What you are asked to do: Each line in the records below, from the one that contains "tile.map_or(0, |tile| tiles.iter().filter(|t|" to the one that contains "1 => contains(&tiles, next)", should be reproduced exactly, the first and last included.

Collected data:

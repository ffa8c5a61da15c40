//! Greedy extraction of runs and groups from a pool of tiles.

use crate::{MIN_SET_SIZE, NUM_RANKS, Tile};

fn count_in(tiles: &[Tile], tile: Option<Tile>) -> usize {
    tile.map_or(0, |tile| tiles.iter().filter(|t| **t == tile).count())
}

fn contains(tiles: &[Tile], tile: Option<Tile>) -> bool {
    count_in(tiles, tile) > 0
}

/// Find one run in `tiles`, scanning in colour-then-rank order.
///
/// When the tail of the run is doubled, the scan looks ahead to decide who
/// keeps the spare copy. If the next rank is doubled too, both copies stay
/// in play and the run continues. Otherwise the run is closed early when the
/// spare copies can seed a run of their own:
///
/// - one doubled rank: the two ranks above the tail must be available
/// - two doubled ranks: the rank above the tail must be available
/// - three or more: always
///
/// If the run is not closed, scanning resumes from the tile after the spare.
pub fn extract_run(tiles: &[Tile]) -> Option<Vec<Tile>> {
    let mut tiles = tiles.to_vec();
    tiles.sort_by_key(Tile::colour_rank_key);

    let mut run = vec![*tiles.first()?];
    let mut found_duplicate = false;
    let mut num_duplicates = 0;

    let mut i = 1;
    while i < tiles.len() {
        let tile = tiles[i];
        let tail = run[run.len() - 1];

        if found_duplicate {
            if tile.colour() != tail.colour() {
                if run.len() >= MIN_SET_SIZE {
                    return Some(run);
                }
                run = vec![tile];
                found_duplicate = false;
                num_duplicates = 0;
            } else if count_in(&tiles, tail.succ()) == 2 {
                // Next rank is doubled as well: take one copy, skip the other
                run.push(tile);
                num_duplicates += 1;
                i += 1;
            } else {
                if run.len() >= MIN_SET_SIZE {
                    let next = tail.succ();
                    let after_next = next.and_then(|t| t.succ());
                    let spare_has_a_home = match num_duplicates {
                        1 => contains(&tiles, next) && contains(&tiles, after_next),
                        2 => contains(&tiles, next),
                        _ => true,
                    };
                    if spare_has_a_home {
                        return Some(run);
                    }
                }
                found_duplicate = false;
                num_duplicates = 0;
                // Look at this tile again without the duplicate in play
                continue;
            }
        } else if tile.colour() != tail.colour() {
            if run.len() >= MIN_SET_SIZE {
                return Some(run);
            }
            run = vec![tile];
        } else if tile.rank() == tail.rank() {
            found_duplicate = true;
            num_duplicates = 1;
        } else if tile.rank() == tail.rank() + 1 {
            run.push(tile);
        } else {
            if run.len() >= MIN_SET_SIZE {
                return Some(run);
            }
            run = vec![tile];
        }
        i += 1;
    }

    (run.len() >= MIN_SET_SIZE).then_some(run)
}

/// Repeatedly extract runs, removing each one's tiles from the pool, until none is left
pub fn extract_all_runs(mut tiles: Vec<Tile>) -> Vec<Vec<Tile>> {
    let mut runs = Vec::new();
    while let Some(run) = extract_run(&tiles) {
        for tile in &run {
            if let Some(index) = tiles.iter().position(|t| t == tile) {
                tiles.remove(index);
            }
        }
        runs.push(run);
    }
    runs
}

/// First group that can be formed from `tiles`.
///
/// Distinct tiles are bucketed by rank in the order given; the first bucket
/// to reach three tiles is returned.
pub fn find_group(tiles: &[Tile]) -> Option<Vec<Tile>> {
    let mut distinct: Vec<Tile> = Vec::with_capacity(tiles.len());
    for tile in tiles {
        if !distinct.contains(tile) {
            distinct.push(*tile);
        }
    }

    let mut by_rank: [Vec<Tile>; NUM_RANKS] = Default::default();
    for tile in distinct {
        let bucket = &mut by_rank[tile.rank() as usize - 1];
        bucket.push(tile);
        if bucket.len() >= MIN_SET_SIZE {
            return Some(bucket.clone());
        }
    }
    None
}

/// A run if one exists, otherwise a group
pub fn find_set(tiles: &[Tile]) -> Option<Vec<Tile>> {
    extract_run(tiles).or_else(|| find_group(tiles))
}

#[cfg(test)]
mod tests {
    use super::*;
    use crate::{is_group, is_run, parse_tiles};

    fn tiles(s: &str) -> Vec<Tile> {
        parse_tiles(s).unwrap()
    }

    #[test]
    fn test_extract_simple_run() {
        assert_eq!(extract_run(&tiles("r3 r1 r2")), Some(tiles("r1 r2 r3")));
        assert_eq!(extract_run(&tiles("k1 r1 r2")), None);
        assert_eq!(extract_run(&[]), None);
    }

    #[test]
    fn test_extract_run_skips_short_fragments() {
        assert_eq!(extract_run(&tiles("r1 r2 r5 r6 r7 r8")), Some(tiles("r5 r6 r7 r8")));
        assert_eq!(extract_run(&tiles("r12 r13 b2 b3 b4")), Some(tiles("b2 b3 b4")));
    }

    #[test]
    fn test_extract_run_stops_at_colour_change() {
        assert_eq!(extract_run(&tiles("r1 r2 r3 b4 b5 b6")), Some(tiles("r1 r2 r3")));
    }

    #[test]
    fn test_duplicate_tail_with_room_for_a_second_run() {
        // r3 is doubled and r4 r5 exist, so the spare r3 seeds r3 r4 r5
        let pool = tiles("r1 r2 r3 r3 r4 r5");
        assert_eq!(extract_run(&pool), Some(tiles("r1 r2 r3")));
        assert_eq!(extract_all_runs(pool), vec![tiles("r1 r2 r3"), tiles("r3 r4 r5")]);
    }

    #[test]
    fn test_duplicate_tail_without_room_is_absorbed() {
        // Only r4 follows the doubled r3: keep extending
        assert_eq!(extract_run(&tiles("r1 r2 r3 r3 r4")), Some(tiles("r1 r2 r3 r4")));
    }

    #[test]
    fn test_doubled_ranks_are_carried_in_pairs() {
        // r2 and r3 are both doubled: the run takes one copy of each and
        // leaves the spares with r4 for a second run
        let pool = tiles("r1 r2 r2 r3 r3 r4");
        assert_eq!(extract_run(&pool), Some(tiles("r1 r2 r3")));
        assert_eq!(extract_all_runs(pool), vec![tiles("r1 r2 r3"), tiles("r2 r3 r4")]);
    }

    #[test]
    fn test_two_doubled_ranks_close_when_next_exists() {
        // Duplicates at r3 and r4; r5 single. The spare r3 r4 plus r5 form a run.
        let pool = tiles("r1 r2 r3 r3 r4 r4 r5");
        assert_eq!(extract_run(&pool), Some(tiles("r1 r2 r3 r4")));
        assert_eq!(extract_all_runs(pool), vec![tiles("r1 r2 r3 r4"), tiles("r3 r4 r5")]);
    }

    #[test]
    fn test_three_doubled_ranks_always_close() {
        let pool = tiles("b4 b5 b5 b6 b6 b7 b7 b8");
        assert_eq!(extract_run(&pool), Some(tiles("b4 b5 b6 b7")));
        assert_eq!(extract_all_runs(pool), vec![tiles("b4 b5 b6 b7"), tiles("b5 b6 b7 b8")]);
    }

    #[test]
    fn test_doubled_first_tile() {
        // The run is too short to close at the duplicate, so scanning resumes
        let pool = tiles("y1 y1 y2 y3");
        assert_eq!(extract_run(&pool), Some(tiles("y1 y2 y3")));
        assert_eq!(extract_all_runs(pool), vec![tiles("y1 y2 y3")]);
    }

    #[test]
    fn test_extract_all_runs_across_colours() {
        let runs = extract_all_runs(tiles("k11 r1 k12 r2 k13 r3 b7"));
        assert_eq!(runs, vec![tiles("r1 r2 r3"), tiles("k11 k12 k13")]);
        assert!(runs.iter().all(|run| is_run(run)));
        assert!(extract_all_runs(tiles("r1 b1 y1")).is_empty());
    }

    #[test]
    fn test_find_group() {
        assert_eq!(find_group(&tiles("r5 b5 y5")), Some(tiles("r5 b5 y5")));
        assert_eq!(find_group(&tiles("r5 r5 b5 k1 y5")), Some(tiles("r5 b5 y5")));
        // First bucket to fill wins, even if another rank has more
        assert_eq!(find_group(&tiles("k2 r9 b9 r2 b2 y9")), Some(tiles("k2 r2 b2")));
        assert_eq!(find_group(&tiles("r5 r5 b5")), None);
        assert!(is_group(&find_group(&tiles("y1 k1 b1 r1")).unwrap()));
    }

    #[test]
    fn test_find_set_prefers_runs() {
        assert_eq!(find_set(&tiles("r5 b5 y5 r6 r7")), Some(tiles("r5 r6 r7")));
        assert_eq!(find_set(&tiles("r5 b5 y5")), Some(tiles("r5 b5 y5")));
        assert_eq!(find_set(&tiles("r5 b6")), None);
    }
}
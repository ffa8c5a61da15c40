use std::process::Command;

fn git_commit() -> Option<String> {
    let output = Command::new("git").args(["rev-parse", "--short=8", "HEAD"]).output().ok()?;
    if !output.status.success() {
        return None;
    }
    let hash = String::from_utf8(output.stdout).ok()?;
    let hash = hash.trim();
    (!hash.is_empty()).then(|| hash.to_string())
}

fn main() {
    // Shown by `rummy-engine --version` and `get_build_commit`
    let commit = git_commit().unwrap_or_else(|| "unknown".to_string());
    println!("cargo:rustc-env=BUILD_COMMIT={}", commit);

    println!("cargo:rerun-if-changed=.git/HEAD");
    println!("cargo:rerun-if-changed=build.rs");
}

Task response:
    tile.map_or(0, |tile| tiles.iter().filter(|t| **t == tile).count())
}

fn contains(tiles: &[Tile], tile: Option<Tile>) -> bool {
    count_in(tiles, tile) > 0
}

/// Find one run in `tiles`, scanning in colour-then-rank order.
///
/// When the tail of the run is doubled, the scan looks ahead to decide who
/// keeps the spare copy. If the next rank is doubled too, both copies stay
/// in play and the run continues. Otherwise the run is closed early when the
/// spare copies can seed a run of their own:
///
/// - one doubled rank: the two ranks above the tail must be available
/// - two doubled ranks: the rank above the tail must be available
/// - three or more: always
///
/// If the run is not closed, scanning resumes from the tile after the spare.
pub fn extract_run(tiles: &[Tile]) -> Option<Vec<Tile>> {
    let mut tiles = tiles.to_vec();
    tiles.sort_by_key(Tile::colour_rank_key);

    let mut run = vec![*tiles.first()?];
    let mut found_duplicate = false;
    let mut num_duplicates = 0;

    let mut i = 1;
    while i < tiles.len() {
        let tile = tiles[i];
        let tail = run[run.len() - 1];

        if found_duplicate {
            if tile.colour() != tail.colour() {
                if run.len() >= MIN_SET_SIZE {
                    return Some(run);
                }
                run = vec![tile];
                found_duplicate = false;
                num_duplicates = 0;
            } else if count_in(&tiles, tail.succ()) == 2 {
                // Next rank is doubled as well: take one copy, skip the other
                run.push(tile);
                num_duplicates += 1;
                i += 1;
            } else {
                if run.len() >= MIN_SET_SIZE {
                    let next = tail.succ();
                    let after_next = next.and_then(|t| t.succ());
                    let spare_has_a_home = match num_duplicates {
                        1 => contains(&tiles, next) && contains(&tiles, after_next),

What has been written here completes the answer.